While reading other bugs, I saw this bug: https://bugzilla.mozilla.org/show_bug.cgi?id=31884 It got me thinking about half-open connections, and whether or not we should be concerned about them. The classic answer is "no". TCP/IP Illustrated, vol 1 says: "The keepalive feature is intended to detect these half-open connections from the server side." (Chapter 21). Clients are assumed to detect their half-open connections because they would send data down a connection, and trip off the "retransmit" timer. However, this assumption was made in the days when a client was statically connected to the network, and the abnormal state of the server was easily established. These days, we have a lot of interfaces that are coming up and down. We have offline-online features, and VPNs and NATs as well. I'm not sure that we are cleaning up our open connections in all cases. HTTP has keep alive, FTP has a timeout, but we have a lot of other protocols as well. We should consider implementing using the OS-specific TCP keepalive, if it is available, because this would give us a timeout of last resort, which would drop connections to servers that are not answering after 2 hours (should be true for most UNIX implementations, I tried to research Windows, but could not find any useful info).

Rob Mueller

Comment 1

•

14 years ago

Based on some recent research I did, I'd really like to revive and prioritise this bug. http://blog.fastmail.fm/2011/06/28/http-keep-alive-connection-timeouts/ Basically it seems Chrome is setting the SO_KEEPALIVE flag on connections and specifically lowering the ping time to 45 seconds. This allows them to reuse keepalive connections as long as the server keeps them open, unlike Firefox which by default seems to limit to 115 seconds. I imagine this is due to the NAT/Firewall timeout problems Chrome talks about here: http://code.google.com/p/chromium/issues/detail?id=27400 On top of this, there's another reason this is going to be important. With EventSource connections, you basically are expected to connect to the server and just wait forever for events. Now if you do that on a laptop, and suspend the laptop, it can cause problems. 1. Browser connects to event source server, waits for events 2. User suspends the machine 3. Server sends event.
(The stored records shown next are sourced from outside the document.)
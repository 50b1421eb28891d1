use std::sync::atomic::{AtomicBool, Ordering};

/// Holds a busy flag for as long as it lives
///
/// The flag is released on drop, so a cancelled update or swap never leaves
/// it set.
pub(super) struct BusyGuard<'a> {
    flag: &'a AtomicBool,
}

impl<'a> BusyGuard<'a> {
    /// Set the flag, or return `None` if it is already set
    pub(super) fn acquire(flag: &'a AtomicBool) -> Option<Self> {
        if flag.swap(true, Ordering::AcqRel) {
            None
        } else {
            Some(Self { flag })
        }
    }
}

impl Drop for BusyGuard<'_> {
    fn drop(&mut self) {
        self.flag.store(false, Ordering::Release);
    }
}
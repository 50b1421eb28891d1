//! RPC endpoint configuration
//!
//! Resolution order follows Ethereum ecosystem conventions:
//! 1. Per-chain env vars (ETH_RPC_URL, ROPSTEN_RPC_URL) - highest priority
//! 2. Provider API keys (ALCHEMY_API_KEY, INFURA_API_KEY) - builds URLs automatically
//! 3. Public mainnet RPC fallback - for testing only
//!
//! # Usage
//!
//! ```bash
//! # Option 1: Per-chain URL (recommended)
//! export ETH_RPC_URL="https://eth-mainnet.g.alchemy.com/v2/YOUR_KEY"
//!
//! # Option 2: Single provider API key
//! export INFURA_API_KEY="YOUR_KEY"
//! ```

use crate::tokens::chains;
use std::collections::HashMap;

/// RPC configuration for the supported chains
#[derive(Debug, Clone)]
pub struct RpcConfig {
    /// RPC URLs indexed by chain ID
    urls: HashMap<u64, String>,
}

/// Environment variable names
mod env_vars {
    pub const ETH_RPC_URL: &str = "ETH_RPC_URL";
    pub const ROPSTEN_RPC_URL: &str = "ROPSTEN_RPC_URL";

    pub const ALCHEMY_API_KEY: &str = "ALCHEMY_API_KEY";
    pub const INFURA_API_KEY: &str = "INFURA_API_KEY";
}

/// Public RPC endpoints (rate limited, for testing only)
mod public_rpcs {
    pub const MAINNET: &str = "https://eth.llamarpc.com";
}

impl RpcConfig {
    /// Create RPC config from environment variables
    pub fn from_env() -> Self {
        Self::from_lookup(|name| std::env::var(name).ok())
    }

    /// Create RPC config from an arbitrary variable lookup
    pub fn from_lookup<F>(lookup: F) -> Self
    where
        F: Fn(&str) -> Option<String>,
    {
        let mut urls = HashMap::new();

        // Priority 1: per-chain URLs
        if let Some(url) = lookup(env_vars::ETH_RPC_URL) {
            tracing::debug!("Using ETH_RPC_URL for mainnet");
            urls.insert(chains::MAINNET, url);
        }
        if let Some(url) = lookup(env_vars::ROPSTEN_RPC_URL) {
            tracing::debug!("Using ROPSTEN_RPC_URL for Ropsten");
            urls.insert(chains::ROPSTEN, url);
        }

        // Priority 2: Alchemy
        if urls.is_empty() {
            if let Some(key) = lookup(env_vars::ALCHEMY_API_KEY) {
                tracing::info!("Building RPC URLs from ALCHEMY_API_KEY");
                urls.insert(
                    chains::MAINNET,
                    format!("https://eth-mainnet.g.alchemy.com/v2/{}", key),
                );
                urls.insert(
                    chains::ROPSTEN,
                    format!("https://eth-ropsten.alchemyapi.io/v2/{}", key),
                );
            }
        }

        // Priority 3: Infura
        if urls.is_empty() {
            if let Some(key) = lookup(env_vars::INFURA_API_KEY) {
                tracing::info!("Building RPC URLs from INFURA_API_KEY");
                urls.insert(
                    chains::MAINNET,
                    format!("https://mainnet.infura.io/v3/{}", key),
                );
                urls.insert(
                    chains::ROPSTEN,
                    format!("https://ropsten.infura.io/v3/{}", key),
                );
            }
        }

        // Priority 4: public mainnet fallback
        if !urls.contains_key(&chains::MAINNET) {
            tracing::warn!("No RPC configured for mainnet, using public RPC (rate limited)");
        }
        urls.entry(chains::MAINNET)
            .or_insert_with(|| public_rpcs::MAINNET.to_string());

        Self { urls }
    }

    /// Get RPC URL for a chain
    pub fn get(&self, chain_id: u64) -> Option<&str> {
        self.urls.get(&chain_id).map(|s| s.as_str())
    }
}
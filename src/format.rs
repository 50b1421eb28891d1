//! Display helpers for token amounts and addresses

use crate::{Error, Result};
use alloy::primitives::utils::{format_ether, parse_ether};
use alloy::primitives::U256;

/// Decimal digits shown for balances and prices
pub const DISPLAY_DIGITS: usize = 4;

/// Fractional digits of an 18-decimal token
const ETHER_DECIMALS: usize = 18;

/// Shorten an address to `0x1234...abcd`; short or empty input is returned as-is
pub fn shorten_wallet_address(address: &str) -> String {
    if address.is_empty() {
        return String::new();
    }

    let chars: Vec<char> = address.chars().collect();
    if chars.len() < 12 {
        return address.to_string();
    }

    let head: String = chars[..6].iter().collect();
    let tail: String = chars[chars.len() - 4..].iter().collect();
    format!("{}...{}", head, tail)
}

/// Format a number with the default display precision
pub fn format_number(value: f64) -> String {
    format_number_with(value, DISPLAY_DIGITS)
}

pub fn format_number_with(value: f64, digits: usize) -> String {
    format!("{:.*}", digits, value)
}

/// Convert an 18-decimal base-unit amount to a display number
pub fn wei_to_number(wei: U256) -> f64 {
    format_ether(wei).parse().unwrap_or_default()
}

/// Convert a display number to 18-decimal base units
///
/// Digits beyond the 18th fractional place are truncated.
pub fn number_to_wei(amount: f64) -> Result<U256> {
    if !amount.is_finite() || amount < 0.0 {
        return Err(Error::InvalidAmount(amount.to_string()));
    }

    let mut text = amount.to_string();
    if let Some(dot) = text.find('.') {
        text.truncate((dot + 1 + ETHER_DECIMALS).min(text.len()));
    }

    parse_ether(&text).map_err(|e| Error::InvalidAmount(format!("{}: {}", text, e)))
}
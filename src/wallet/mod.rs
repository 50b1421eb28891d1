//! Wallet access and session management
//!
//! The private key lives only in [`SecureWallet`]; [`WalletManager`] owns the
//! connected session built on top of a provider.

mod session;
mod signer;

pub use session::{WalletManager, WalletState};
pub use signer::SecureWallet;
Finds client isn't responding, TCP stack retries and eventually tells the server the connection is closed 4. User wakes up machine 5. Client still thinks it's connected, but never recieves anything from the server, and because it doesn't think the connection is dead, doesn't try and reconnect automatically either I haven't fully confirmed this, but anecdotally this appears to be happening on a test setup we have. This destroys the use of EventSource which is supposed to auto-reconnect, but doesn't in this case because it doesn't detect the connection is dead. Enabling SO_KEEPALIVE on the connection and setting low ping times would fix this as well.

Jason Duell

Comment 2

•

14 years ago

Will this also be an issue for Web sockets?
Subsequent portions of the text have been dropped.